Arnold Kirkland

Personal information
- Born: November 11, 1921 Petersburg, Virginia, US
- Died: March 15, 1969 (aged 47)
- Occupation: Jockey

Horse racing career
- Sport: Horse racing

Major racing wins
- Delaware Handicap (1944) Astoria Stakes (1945) Beldame Stakes (1945) Belmont Futurity Stakes (1945) Demoiselle Stakes (1945) Discovery Handicap (1945) Hopeful Stakes (1945) Interborough Handicap (1945) Ladies Handicap (1945) Manhattan Handicap (1945) Marguerite Stakes (1945) Matron Stakes (1945) National Stallion Stakes (1945) Pimlico Futurity (1945) Wood Memorial Stakes (1945) American Legion Handicap (1946) Rowe Memorial Handicap (1946) Fashion Stakes (1946) Fleetwing Handicap (1946) Massachusetts Handicap (1946) Questionnaire Handicap (1946) Rhode Island Handicap (1946) Santa Susana Stakes (1946) Wilson Stakes (1946) Champagne Stakes (1947) Jennings Handicap (1948) Narragansett Special (1948) Peter Pan Stakes (1948) Salvator Mile Handicap (1948) Schuylerville Stakes (1948) Whitney Handicap (1948) Butler Handicap (1949) East View Stakes (1949) Astarita Stakes (1951) Attorney General Purse (1952) Midwest Handicap (1954) Sheridan Handicap (1954) Mayflower Stakes (1955) Exterminator Handicap (1956) Gallorette Handicap (1956)

Significant horses
- Gallorette, Pavot, Star Pilot, First Flight

= Arnold Kirkland =

American jockey (1921–1969)

Arnold Kirkland (November 11, 1921 - March 15, 1969) was an American Thoroughbred horse racing jockey. He was from Petersburg, Virginia and became one of the nation's top jockeys in the 1940s and 1950s.

==Riding career==
Arnold Kirkland rode in the Kentucky Derby five times. His best finish was a 3rd on Hasseyanda in the 1954 edition won by Determine. Kirkland won the 1948 Peter Pan Stakes on Escadu and with that same horse he challenged Citation on the far turn in the 1948 Belmont Stakes. Kirkland and Escadru made a bold run where the lead was whittled to 2 lengths with just 3/8 of a mile to go. Citation then spurted clear and became the eighth Triple Crown winner while the team of Kirkland and Escadru settled for 3rd.

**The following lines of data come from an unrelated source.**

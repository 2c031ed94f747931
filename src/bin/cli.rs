//! Kinetic CLI Client
//!
//! Command-line interface for talking to a Kinetic device.

use std::fs;
use std::process;
use std::time::{SystemTime, UNIX_EPOCH};

use clap::{Parser, Subcommand};
use kinetic_client::transfer::{key_prefix, Transfer};
use kinetic_client::{Algorithm, Entry, ExecutionMode, KeyRange, Result, Session, SessionConfig};
use tracing_subscriber::{fmt, EnvFilter};

/// Kinetic CLI
#[derive(Parser, Debug)]
#[command(name = "kinetic-cli")]
#[command(about = "CLI for Kinetic key-value drives")]
#[command(version)]
struct Args {
    /// Device host
    #[arg(long, default_value = "localhost")]
    host: String,

    /// Device port
    #[arg(short, long, default_value_t = kinetic_client::config::DEFAULT_PORT)]
    port: u16,

    /// Cluster version expected by the device
    #[arg(long, default_value_t = 0)]
    cluster_version: i64,

    /// User identity
    #[arg(short, long, default_value_t = 1)]
    identity: i64,

    /// HMAC key for the identity
    #[arg(short, long, env = "KINETIC_HMAC_KEY", hide_env_values = true)]
    key: String,

    /// Drive completions from this thread instead of a worker
    #[arg(long)]
    caller_driven: bool,

    /// Wait for the device's handshake frame after connecting
    #[arg(long)]
    handshake: bool,

    #[command(subcommand)]
    command: Commands,
}

#[derive(Subcommand, Debug)]
enum Commands {
    /// Round-trip a no-op
    Noop,

    /// Store a value
    Put {
        key: String,
        value: String,

        /// Version to assign
        #[arg(long)]
        version: Option<String>,

        /// Version expected on the device
        #[arg(long)]
        db_version: Option<String>,

        /// Skip version checks
        #[arg(long)]
        force: bool,
    },

    /// Fetch a value
    Get {
        key: String,

        /// Only fetch metadata
        #[arg(long)]
        metadata_only: bool,
    },

    /// Delete a key
    Del {
        key: String,

        /// Version expected on the device
        #[arg(long)]
        db_version: Option<String>,

        /// Skip version checks
        #[arg(long)]
        force: bool,
    },

    /// List keys in [start, end]
    Range {
        start: String,
        end: String,

        #[arg(short, long, default_value_t = 100)]
        max: u32,

        #[arg(long)]
        reverse: bool,
    },

    /// Store a file as 1 MiB chunks, all in flight at once
    PutFile { path: String },
}

fn main() {
    let filter = EnvFilter::try_from_default_env()
        .unwrap_or_else(|_| EnvFilter::new("info,kinetic=debug"));

    fmt()
        .with_env_filter(filter)
        .with_target(true)
        .with_thread_ids(true)
        .init();

    let args = Args::parse();

    let mode = if args.caller_driven {
        ExecutionMode::CallerDriven
    } else {
        ExecutionMode::Threaded
    };
    let config = SessionConfig::builder()
        .host(&args.host)
        .port(args.port)
        .cluster_version(args.cluster_version)
        .identity(args.identity)
        .hmac_key(args.key.as_bytes())
        .execution_mode(mode)
        .handshake(args.handshake)
        .build();

    let session = Session::new(config);
    if let Err(e) = session.connect() {
        tracing::error!("Failed connecting to {}:{}: {}", args.host, args.port, e);
        process::exit(1);
    }

    let outcome = execute(&session, args.command);

    if let Err(e) = session.disconnect() {
        tracing::warn!("Disconnect: {}", e);
    }

    if let Err(e) = outcome {
        tracing::error!("{} ({})", e, e.status());
        process::exit(1);
    }
}

fn execute(session: &Session, command: Commands) -> Result<()> {
    let operation = session.new_operation()?;

    match command {
        Commands::Noop => {
            operation.noop()?;
            println!("OK");
        }

        Commands::Put {
            key,
            value,
            version,
            db_version,
            force,
        } => {
            let tag = Algorithm::Sha1
                .compute_tag(value.as_bytes())
                .unwrap_or_default();
            let mut entry = Entry::new(key.as_str())
                .with_value(value.as_str())
                .with_tag(tag, Algorithm::Sha1)
                .force(force);
            if let Some(version) = version {
                entry = entry.with_new_version(version.as_str());
            }
            if let Some(db_version) = db_version {
                entry = entry.with_db_version(db_version.as_str());
            }

            operation.put(&mut entry)?;
            println!("OK");
        }

        Commands::Get { key, metadata_only } => {
            let mut entry = Entry::new(key.as_str()).metadata_only(metadata_only);
            operation.get(&mut entry)?;

            println!("version: {}", String::from_utf8_lossy(entry.db_version.as_slice()));
            println!("tag:     {:02x?}", entry.tag.as_slice());
            if !metadata_only {
                println!("value:   {}", String::from_utf8_lossy(entry.value_bytes()));
            }
        }

        Commands::Del {
            key,
            db_version,
            force,
        } => {
            let mut entry = Entry::new(key.as_str()).force(force);
            if let Some(db_version) = db_version {
                entry = entry.with_db_version(db_version.as_str());
            }

            operation.delete(&mut entry)?;
            println!("OK");
        }

        Commands::Range {
            start,
            end,
            max,
            reverse,
        } => {
            let mut range = KeyRange::new(start.as_str(), end.as_str(), max);
            range.reverse = reverse;

            for key in operation.get_key_range(&range)? {
                println!("{}", String::from_utf8_lossy(&key));
            }
        }

        Commands::PutFile { path } => {
            let data = fs::read(&path)?;
            let secs = SystemTime::now()
                .duration_since(UNIX_EPOCH)
                .map(|d| d.as_secs())
                .unwrap_or_default();
            let prefix = key_prefix(secs);

            let transfer = Transfer::new();
            let chunks = transfer.put_chunks(&operation, &data, prefix);
            tracing::info!("Storing '{}': {} chunks in flight", path, chunks);

            let status = transfer.wait(session);
            if !status.is_success() {
                return Err(kinetic_client::KineticError::from_status(status));
            }
            println!("Stored '{}' under prefix {:#018x}", path, prefix);
        }
    }

    Ok(())
}
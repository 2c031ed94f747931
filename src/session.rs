//! Session Module
//!
//! Entry point for callers: owns the configuration, the log sink and (once
//! connected) the live connection and its worker.
//!
//! ## Lifecycle
//! ```text
//!   new ──▶ connect ──▶ new_operation / run ──▶ disconnect
//!             │                                    │
//!             ├─ validate config (no I/O on error) ├─ fail every pending op
//!             ├─ TCP connect (+ handshake)         ├─ shut the socket
//!             └─ spawn worker (threaded mode)      └─ stop the worker
//! ```

use std::sync::Arc;

use parking_lot::Mutex;

use crate::config::{ExecutionMode, SessionConfig};
use crate::error::{KineticError, Result};
use crate::logging::{LogSink, Logger};
use crate::network::{Connection, ConnectionState, Worker};
use crate::operation::Operation;

/// State that exists only while connected
struct Live {
    connection: Arc<Connection>,
    worker: Option<Worker>,
}

impl Live {
    fn shutdown(mut self) -> usize {
        let failed = self.connection.close();
        if let Some(worker) = self.worker.as_mut() {
            worker.stop();
        }
        failed
    }
}

/// A configured client session for one device
pub struct Session {
    config: SessionConfig,
    log: Logger,
    live: Mutex<Option<Live>>,
}

impl Session {
    /// Create a session that logs through `tracing`
    pub fn new(config: SessionConfig) -> Self {
        Self::with_logger(config, Logger::tracing())
    }

    /// Create a session that logs through `sink`
    pub fn with_sink(config: SessionConfig, sink: Arc<dyn LogSink>) -> Self {
        Self::with_logger(config, Logger::new(sink))
    }

    fn with_logger(config: SessionConfig, log: Logger) -> Self {
        Self {
            config,
            log,
            live: Mutex::new(None),
        }
    }

    // =========================================================================
    // Connect / Disconnect
    // =========================================================================

    /// Validate the configuration and connect to the device
    ///
    /// A configuration error is returned before any socket is opened. The
    /// session lock is not held while connecting, so `state`, `pending` and
    /// `run` stay responsive on other threads.
    pub fn connect(&self) -> Result<()> {
        self.config.validate()?;

        let stale = {
            let mut live = self.live.lock();
            if let Some(existing) = live.as_ref() {
                if existing.connection.state() == ConnectionState::Connected {
                    return Err(already_connected());
                }
            }
            live.take()
        };
        // A previous connection that failed is torn down before reconnecting
        if let Some(stale) = stale {
            stale.shutdown();
        }

        let connection = Arc::new(Connection::open(&self.config, self.log.clone())?);

        let worker = match self.config.execution_mode {
            ExecutionMode::Threaded => {
                match Worker::spawn(Arc::clone(&connection), self.log.clone()) {
                    Ok(worker) => Some(worker),
                    Err(e) => {
                        connection.close();
                        return Err(e);
                    }
                }
            }
            ExecutionMode::CallerDriven => None,
        };
        let fresh = Live { connection, worker };

        let mut live = self.live.lock();
        if live.is_some() {
            // Another thread connected first
            drop(live);
            fresh.shutdown();
            return Err(already_connected());
        }
        *live = Some(fresh);
        Ok(())
    }

    /// Fail every pending operation and close the connection
    ///
    /// Returns how many pending operations were failed.
    pub fn disconnect(&self) -> Result<usize> {
        // Taken out of the lock first; completions fired below may use the session
        let live = self
            .live
            .lock()
            .take()
            .ok_or_else(|| KineticError::SessionInvalid("session is not connected".to_string()))?;

        Ok(live.shutdown())
    }

    // =========================================================================
    // Operations
    // =========================================================================

    /// Handle for issuing operations on the current connection
    pub fn new_operation(&self) -> Result<Operation> {
        Ok(Operation::new(self.connection()?))
    }

    /// One bounded dispatch step on the current connection
    ///
    /// Required in caller-driven mode; returns the number of completions run.
    pub fn run(&self) -> Result<usize> {
        self.connection()?.run()
    }

    fn connection(&self) -> Result<Arc<Connection>> {
        self.live
            .lock()
            .as_ref()
            .map(|live| Arc::clone(&live.connection))
            .ok_or(KineticError::SessionEmpty)
    }

    // =========================================================================
    // Accessors
    // =========================================================================

    pub fn state(&self) -> ConnectionState {
        self.live
            .lock()
            .as_ref()
            .map(|live| live.connection.state())
            .unwrap_or(ConnectionState::Disconnected)
    }

    /// Operations awaiting a response
    pub fn pending(&self) -> usize {
        self.live
            .lock()
            .as_ref()
            .map(|live| live.connection.pending())
            .unwrap_or(0)
    }

    pub fn connection_id(&self) -> Option<i64> {
        self.live
            .lock()
            .as_ref()
            .map(|live| live.connection.connection_id())
    }

    pub fn is_connected(&self) -> bool {
        self.state() == ConnectionState::Connected
    }

    pub fn config(&self) -> &SessionConfig {
        &self.config
    }

    pub fn logger(&self) -> &Logger {
        &self.log
    }
}

fn already_connected() -> KineticError {
    KineticError::SessionInvalid("session is already connected".to_string())
}

impl Drop for Session {
    fn drop(&mut self) {
        if let Some(live) = self.live.get_mut().take() {
            live.shutdown();
        }
    }
}
//! Operation Registry
//!
//! Tracks operations awaiting a response, keyed by request sequence number.
//!
//! ## Concurrency:
//! - One mutex guards both the pending map and the open flag, so an insert
//!   can never slip in after `close()` has drained the map
//! - Completions are never invoked while the lock is held; callers get the
//!   operation back and complete it themselves

use std::collections::HashMap;
use std::time::{Duration, Instant};

use parking_lot::Mutex;

use crate::error::KineticError;
use crate::operation::PendingOperation;
use crate::status::Status;

/// An insert that was refused; the operation is handed back uncompleted
#[derive(Debug)]
pub struct Rejected {
    pub error: KineticError,
    pub operation: PendingOperation,
}

struct Inner {
    open: bool,
    pending: HashMap<i64, PendingOperation>,
}

/// Map of sequence number → pending operation
pub struct OperationRegistry {
    inner: Mutex<Inner>,
    capacity: usize,
}

impl OperationRegistry {
    pub fn new(capacity: usize) -> Self {
        Self {
            inner: Mutex::new(Inner {
                open: true,
                pending: HashMap::with_capacity(capacity.min(1024)),
            }),
            capacity,
        }
    }

    /// Register an operation under its assigned sequence number
    pub fn insert(&self, operation: PendingOperation) -> Result<(), Rejected> {
        let mut inner = self.inner.lock();

        if !inner.open {
            return Err(Rejected {
                error: KineticError::ConnectionClosed,
                operation,
            });
        }
        if inner.pending.len() >= self.capacity {
            return Err(Rejected {
                error: KineticError::Submission(Status::RegistryFull),
                operation,
            });
        }
        if inner.pending.contains_key(&operation.sequence()) {
            return Err(Rejected {
                error: KineticError::Submission(Status::Invalid),
                operation,
            });
        }

        inner.pending.insert(operation.sequence(), operation);
        Ok(())
    }

    /// Remove and return the operation for `sequence`, if still pending
    pub fn take(&self, sequence: i64) -> Option<PendingOperation> {
        self.inner.lock().pending.remove(&sequence)
    }

    pub fn contains(&self, sequence: i64) -> bool {
        self.inner.lock().pending.contains_key(&sequence)
    }

    /// Refuse further inserts and hand back everything still pending
    pub fn close(&self) -> Vec<PendingOperation> {
        let mut inner = self.inner.lock();
        inner.open = false;
        inner.pending.drain().map(|(_, op)| op).collect()
    }

    pub fn is_open(&self) -> bool {
        self.inner.lock().open
    }

    /// Remove operations submitted more than `timeout` before `now`
    pub fn expire(&self, timeout: Duration, now: Instant) -> Vec<PendingOperation> {
        let mut inner = self.inner.lock();
        let overdue: Vec<i64> = inner
            .pending
            .iter()
            .filter(|(_, op)| now.saturating_duration_since(op.submitted_at()) >= timeout)
            .map(|(seq, _)| *seq)
            .collect();

        overdue
            .into_iter()
            .filter_map(|seq| inner.pending.remove(&seq))
            .collect()
    }

    pub fn len(&self) -> usize {
        self.inner.lock().pending.len()
    }

    pub fn is_empty(&self) -> bool {
        self.len() == 0
    }

    pub fn capacity(&self) -> usize {
        self.capacity
    }
}
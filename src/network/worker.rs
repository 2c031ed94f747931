//! Connection worker
//!
//! In threaded mode each connection gets one background thread that calls
//! `run` in a loop and executes completions.

use std::sync::atomic::{AtomicBool, Ordering};
use std::sync::Arc;
use std::thread::{self, JoinHandle, ThreadId};

use crate::error::Result;
use crate::logging::Logger;

use super::connection::{Connection, ConnectionState};

/// Background driver for one connection
pub struct Worker {
    handle: Option<JoinHandle<()>>,
    thread_id: ThreadId,
    shutdown: Arc<AtomicBool>,
    log: Logger,
}

impl Worker {
    pub fn spawn(connection: Arc<Connection>, log: Logger) -> Result<Self> {
        let shutdown = Arc::new(AtomicBool::new(false));
        let flag = Arc::clone(&shutdown);
        let worker_log = log.clone();

        let handle = thread::Builder::new()
            .name(format!("kinetic-worker-{}", connection.connection_id()))
            .spawn(move || Self::drive(&connection, &flag, &worker_log))?;

        Ok(Self {
            thread_id: handle.thread().id(),
            handle: Some(handle),
            shutdown,
            log,
        })
    }

    fn drive(connection: &Connection, shutdown: &AtomicBool, log: &Logger) {
        log.debug("worker started");

        while !shutdown.load(Ordering::Acquire) {
            if let Err(e) = connection.run() {
                match connection.state() {
                    ConnectionState::Disconnecting | ConnectionState::Disconnected => {}
                    _ => log.error(format_args!("worker stopping: {}", e)),
                }
                break;
            }
        }

        log.debug("worker stopped");
    }

    /// Signal the worker and wait for it to exit
    ///
    /// Called from a completion running on the worker itself, this only signals.
    pub fn stop(&mut self) {
        self.shutdown.store(true, Ordering::Release);

        if let Some(handle) = self.handle.take() {
            if thread::current().id() == self.thread_id {
                return;
            }
            if handle.join().is_err() {
                self.log.error("worker panicked");
            }
        }
    }
}

impl Drop for Worker {
    fn drop(&mut self) {
        self.stop();
    }
}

Kirland rode for many famous owners such as C. V. Whitney and Elizabeth Arden. He won the 1945 Wood Memorial Stakes on Jeep and rode 1946 American Champion Two-Year-Old Filly First Flight to victory in the Fashion Stakes.

Arnold Kirkland won a number of the east coast's important stakes races. They included the 1944 Delaware Handicap on Everget, the 1946 Massachusetts Handicap on Pavot and the Rhode Island Handicap of that year on Man O' Glory. In 1948, he had two signature wins on Gallorette in the Whitney Handicap at Saratoga Race Course and Donor in the Narragansett Special at Narragansett Park just in the month of August.

His last Kentucky Derby mount was on Countermand in the 1956 Kentucky Derby where he drew the #17 post, was extremely wide on the first turn, and came home last (17th) to winner Needles.

Arnold Kirkland died on March 15, 1969, and was interred in the Woodland Cemetery in Richmond, Virginia.